Collected data
((

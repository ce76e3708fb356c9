//! Summarizer client for the hosted language model
//!
//! [`Summarizer`] turns a prompt into model output. Failures come back as a
//! tagged [`SummarizerError`] rather than a pre-formatted string; the HTTP
//! layer decides how to present them.

use crate::config::SummarizerConfig;
use crate::error::{FeedbackError, Result};
use crate::services::sigv4::{self, AwsCredentials, SigningParams};
use async_trait::async_trait;
use chrono::Utc;
use reqwest::header::{ACCEPT, CONTENT_TYPE};
use reqwest::{Client, StatusCode, Url};
use serde::{Deserialize, Serialize};
use std::time::Duration;
use thiserror::Error;
use tracing::{debug, warn};

/// Provider name used in error messages
pub const PROVIDER: &str = "Bedrock";

/// Service name in the SigV4 credential scope
const SIGNING_SERVICE: &str = "bedrock";

/// Prepended to every prompt before it is sent to the model
const PAYLOAD_PREAMBLE: &str = "Summarize the following feedbacks into main themes:\n";

const JSON_CONTENT_TYPE: &str = "application/json";

/// Why a summary could not be produced
#[derive(Error, Debug, Clone, PartialEq, Eq)]
pub enum SummarizerError {
    /// The model service answered with an error
    #[error("Error from {provider}: {message}")]
    Provider {
        provider: &'static str,
        message: String,
    },

    /// The call never produced a service answer (credentials, transport, timeout)
    #[error("Exception: {0}")]
    Exception(String),
}

/// Prompt-to-text adapter over a hosted model
#[cfg_attr(test, mockall::automock)]
#[async_trait]
pub trait Summarizer: Send + Sync {
    /// Run one inference call and return the model's text output
    async fn summarize(&self, prompt: &str) -> std::result::Result<String, SummarizerError>;
}

/// Text-completion payload understood by the model
#[derive(Debug, Serialize)]
struct InvokeRequest {
    prompt: String,
    max_tokens_to_sample: u32,
}

/// Service error body
#[derive(Debug, Deserialize)]
struct ErrorResponse {
    #[serde(alias = "Message")]
    message: Option<String>,
}

/// Bedrock runtime `InvokeModel` client
pub struct BedrockSummarizer {
    client: Client,
    region: String,
    model_id: String,
    max_tokens: u32,
    endpoint: String,
    credentials: Option<AwsCredentials>,
}

impl BedrockSummarizer {
    /// Create a client from configuration
    ///
    /// Credentials are read from the environment on every call unless set with
    /// [`BedrockSummarizer::with_credentials`].
    pub fn new(config: &SummarizerConfig) -> Result<Self> {
        let client = Client::builder()
            .timeout(Duration::from_secs(config.timeout_secs))
            .build()
            .map_err(FeedbackError::Http)?;

        let endpoint = config
            .endpoint_url
            .clone()
            .unwrap_or_else(|| format!("https://bedrock-runtime.{}.amazonaws.com", config.region));

        debug!(
            "Summarizer targeting {} (model: {}, region: {})",
            endpoint, config.model_id, config.region
        );

        Ok(Self {
            client,
            region: config.region.clone(),
            model_id: config.model_id.clone(),
            max_tokens: config.max_tokens,
            endpoint: endpoint.trim_end_matches('/').to_string(),
            credentials: None,
        })
    }

    /// Use fixed credentials instead of the ambient environment
    pub fn with_credentials(mut self, credentials: AwsCredentials) -> Self {
        self.credentials = Some(credentials);
        self
    }

    /// Full `InvokeModel` URL for the configured model
    pub fn invoke_url(&self) -> std::result::Result<Url, SummarizerError> {
        let raw = format!(
            "{}/model/{}/invoke",
            self.endpoint,
            sigv4::uri_encode(&self.model_id, true)
        );
        Url::parse(&raw)
            .map_err(|e| SummarizerError::Exception(format!("invalid endpoint '{}': {}", raw, e)))
    }

    fn request_body(&self, prompt: &str) -> std::result::Result<Vec<u8>, SummarizerError> {
        serde_json::to_vec(&InvokeRequest {
            prompt: format!("{}{}", PAYLOAD_PREAMBLE, prompt),
            max_tokens_to_sample: self.max_tokens,
        })
        .map_err(|e| SummarizerError::Exception(e.to_string()))
    }

    fn provider_error(status: StatusCode, body: &str) -> SummarizerError {
        let message = serde_json::from_str::<ErrorResponse>(body)
            .ok()
            .and_then(|e| e.message)
            .unwrap_or_else(|| format!("{}: {}", status, body.trim()));

        SummarizerError::Provider {
            provider: PROVIDER,
            message,
        }
    }
}

#[async_trait]
impl Summarizer for BedrockSummarizer {
    async fn summarize(&self, prompt: &str) -> std::result::Result<String, SummarizerError> {
        let credentials = self
            .credentials
            .clone()
            .or_else(AwsCredentials::from_env)
            .ok_or_else(|| {
                SummarizerError::Exception("no AWS credentials found in environment".to_string())
            })?;

        let url = self.invoke_url()?;
        let body = self.request_body(prompt)?;

        let signing = SigningParams {
            credentials: &credentials,
            region: &self.region,
            service: SIGNING_SERVICE,
            time: Utc::now(),
        };
        let signed_headers = sigv4::sign_request(
            &signing,
            "POST",
            &url,
            &[("content-type", JSON_CONTENT_TYPE)],
            &body,
        )
        .map_err(|e| SummarizerError::Exception(e.to_string()))?;

        debug!("Invoking model {} ({} byte payload)", self.model_id, body.len());

        let mut request = self
            .client
            .post(url)
            .header(CONTENT_TYPE, JSON_CONTENT_TYPE)
            .header(ACCEPT, JSON_CONTENT_TYPE)
            .body(body);
        for (name, value) in signed_headers {
            request = request.header(name, value);
        }

        let response = request.send().await.map_err(|e| {
            warn!("Model request failed: {}", e);
            SummarizerError::Exception(e.to_string())
        })?;

        let status = response.status();
        let text = response
            .text()
            .await
            .map_err(|e| SummarizerError::Exception(e.to_string()))?;

        if !status.is_success() {
            warn!("Model returned status {}", status);
            return Err(Self::provider_error(status, &text));
        }

        debug!("Model returned {} bytes", text.len());
        Ok(text)
    }
}

#[cfg(test)]
mod tests {
    use super::*;

    fn summarizer() -> BedrockSummarizer {
        BedrockSummarizer::new(&SummarizerConfig::default()).unwrap()
    }

    #[test]
    fn test_error_display_formats() {
        let provider = SummarizerError::Provider {
            provider: PROVIDER,
            message: "throttled".to_string(),
        };
        assert_eq!(provider.to_string(), "Error from Bedrock: throttled");

        let exception = SummarizerError::Exception("connection refused".to_string());
        assert_eq!(exception.to_string(), "Exception: connection refused");
    }

    #[test]
    fn test_default_invoke_url() {
        let url = summarizer().invoke_url().unwrap();
        assert_eq!(
            url.as_str(),
            "https://bedrock-runtime.us-east-1.amazonaws.com/model/anthropic.claude-3-sonnet-20240229-v1%3A0/invoke"
        );
    }

    #[test]
    fn test_endpoint_override() {
        let config = SummarizerConfig {
            endpoint_url: Some("http://localhost:4566/".to_string()),
            model_id: "test-model".to_string(),
            ..SummarizerConfig::default()
        };
        let url = BedrockSummarizer::new(&config).unwrap().invoke_url().unwrap();
        assert_eq!(url.as_str(), "http://localhost:4566/model/test-model/invoke");
    }

    #[test]
    fn test_request_body() {
        let body = summarizer().request_body("- great app\n").unwrap();
        let value: serde_json::Value = serde_json::from_slice(&body).unwrap();

        assert_eq!(
            value["prompt"],
            "Summarize the following feedbacks into main themes:\n- great app\n"
        );
        assert_eq!(value["max_tokens_to_sample"], 300);
    }

    #[test]
    fn test_provider_error_message_extraction() {
        let err = BedrockSummarizer::provider_error(
            StatusCode::FORBIDDEN,
            r#"{"Message":"The security token included in the request is invalid."}"#,
        );
        assert_eq!(
            err.to_string(),
            "Error from Bedrock: The security token included in the request is invalid."
        );

        let err = BedrockSummarizer::provider_error(StatusCode::BAD_GATEWAY, "upstream down");
        assert_eq!(err.to_string(), "Error from Bedrock: 502 Bad Gateway: upstream down");
    }
}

))

#### YOUR TASK:
Task for the records above: copy every line in which the word "reqwest" occurs.

#### COMPLETED TASK:
use reqwest::header::{ACCEPT, CONTENT_TYPE};
use reqwest::{Client, StatusCode, Url};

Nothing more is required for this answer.